En alle eerstgeborenen, die mannelijk waren, in het getal der namen, van een maand oud en daarboven, naar hun getelden, waren twee en twintig duizend tweehonderd en drie en zeventig.
44 主はモーセに言われた、
En de HEERE sprak tot Mozes, zeggende:
45 「あなたはイスラエルの人々のうちの、すべてのういごの代りに、レビびとを取り、また彼らの家畜の代りに、レビびとの家畜を取りなさい。レビびとはわたしのものとなる。わたしは主である。
Neem de Levieten, in plaats van alle eerstgeboorte onder de kinderen Israels, en de beesten der Levieten, in plaats van hun beesten; want de Levieten zullen Mijn zijn; Ik ben de HEERE!
46 またイスラエルの人々のういごは、レビびとの数を二百七十三人超過しているから、そのあがないのために、
Aangaande de tweehonderd drie en zeventig, die gelost zullen worden, die overschieten, boven de Levieten, van de eerstgeborenen van de kinderen Israels;
47 そのあたまかずによって、ひとりごとに銀五シケルを取らなければならない。
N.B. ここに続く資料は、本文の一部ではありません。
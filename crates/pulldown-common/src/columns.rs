//! Table columns and per-record cell access.

use serde::{Deserialize, Serialize};
use std::cmp::Ordering;
use std::fmt;

use crate::entities::Record;

#[derive(Debug, Clone, Copy, PartialEq, Eq, Hash, Serialize, Deserialize)]
pub enum Column {
    /// Normalized accession; rendered as a UniProt link.
    UniProt,
    /// Raw identifier from the source file.
    UniprotId,
    Gene,
    Tissue,
    Bait,
    Lfc,
    Pval,
    NegLog10Pval,
}

#[derive(Debug, Clone, Copy, PartialEq, Eq)]
pub enum ColumnKind {
    Text,
    Numeric,
}

impl Column {
    pub const ALL: [Column; 8] = [
        Column::UniProt,
        Column::UniprotId,
        Column::Gene,
        Column::Tissue,
        Column::Bait,
        Column::Lfc,
        Column::Pval,
        Column::NegLog10Pval,
    ];

    /// Columns shown in the table, in display order.
    pub const DISPLAYED: [Column; 6] = [
        Column::UniProt,
        Column::Gene,
        Column::Tissue,
        Column::Bait,
        Column::Lfc,
        Column::Pval,
    ];

    pub fn name(self) -> &'static str {
        match self {
            Column::UniProt      => "UniProt",
            Column::UniprotId    => "Uniprot.ID",
            Column::Gene         => "Gene",
            Column::Tissue       => "Tissue",
            Column::Bait         => "Bait",
            Column::Lfc          => "LFC",
            Column::Pval         => "pval",
            Column::NegLog10Pval => "-log10 (padj)",
        }
    }

    pub fn kind(self) -> ColumnKind {
        match self {
            Column::Lfc | Column::Pval | Column::NegLog10Pval => ColumnKind::Numeric,
            _ => ColumnKind::Text,
        }
    }

    /// Resolve a column by name, ignoring ASCII case.
    pub fn from_name(name: &str) -> Option<Column> {
        let name = name.trim();
        Column::ALL
            .into_iter()
            .find(|c| c.name().eq_ignore_ascii_case(name))
    }
}

impl fmt::Display for Column {
    fn fmt(&self, f: &mut fmt::Formatter<'_>) -> fmt::Result {
        f.write_str(self.name())
    }
}

/// A single cell, borrowed from its record.
#[derive(Debug, Clone, Copy, PartialEq)]
pub enum CellValue<'a> {
    Text(&'a str),
    Number(f64),
}

impl CellValue<'_> {
    /// Total order used for sorting. Numbers sort before text, which only
    /// matters if a caller mixes columns.
    pub fn total_cmp(&self, other: &CellValue<'_>) -> Ordering {
        match (self, other) {
            (CellValue::Number(a), CellValue::Number(b)) => a.total_cmp(b),
            (CellValue::Text(a), CellValue::Text(b))     => a.cmp(b),
            (CellValue::Number(_), CellValue::Text(_))   => Ordering::Less,
            (CellValue::Text(_), CellValue::Number(_))   => Ordering::Greater,
        }
    }
}

impl Record {
    pub fn cell(&self, column: Column) -> CellValue<'_> {
        match column {
            Column::UniProt      => CellValue::Text(&self.uniprot),
            Column::UniprotId    => CellValue::Text(&self.uniprot_raw),
            Column::Gene         => CellValue::Text(&self.gene),
            Column::Tissue       => CellValue::Text(&self.tissue),
            Column::Bait         => CellValue::Text(&self.bait),
            Column::Lfc          => CellValue::Number(self.lfc),
            Column::Pval         => CellValue::Number(self.pval),
            Column::NegLog10Pval => CellValue::Number(self.neg_log10_pval),
        }
    }
}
すなわち、聖所のシケルにしたがって、それを取らなければならない。一シケルは二十ゲラである。
Gij zult voor elk hoofd vijf sikkels nemen; naar den sikkel des heiligdoms zult gij ze nemen; die sikkel is twintig gera.
48 あなたは、その超過した者をあがなう金を、アロンと、その子たちに渡さなければならない」。
En gij zult dat geld aan Aaron en zijn zonen geven, het geld der gelosten die onder hen overschieten.
49 そこでモーセは、レビびとによってあがなわれた者を超過した人々から、あがないの金を取った。
Toen nam Mozes dat losgeld van degenen, die overschoten boven de gelosten door de Levieten.
50 すなわち、モーセは、イスラエルの人々のういごから、聖所のシケルにしたがって千三百六十五シケルの銀を取り、
Van de eerstgeborenen van de kinderen Israels nam hij dat geld, duizend driehonderd vijf en zestig sikkelen, naar den sikkel des heiligdoms.
51 そのあがないの金を、主の言葉にしたがって、アロンとその子たちに渡した。主がモーセに命じられたとおりである。
En Mozes gaf dat geld der gelosten aan Aaron en aan zijn zonen, naar het bevel des HEEREN, gelijk als de HEERE Mozes geboden had.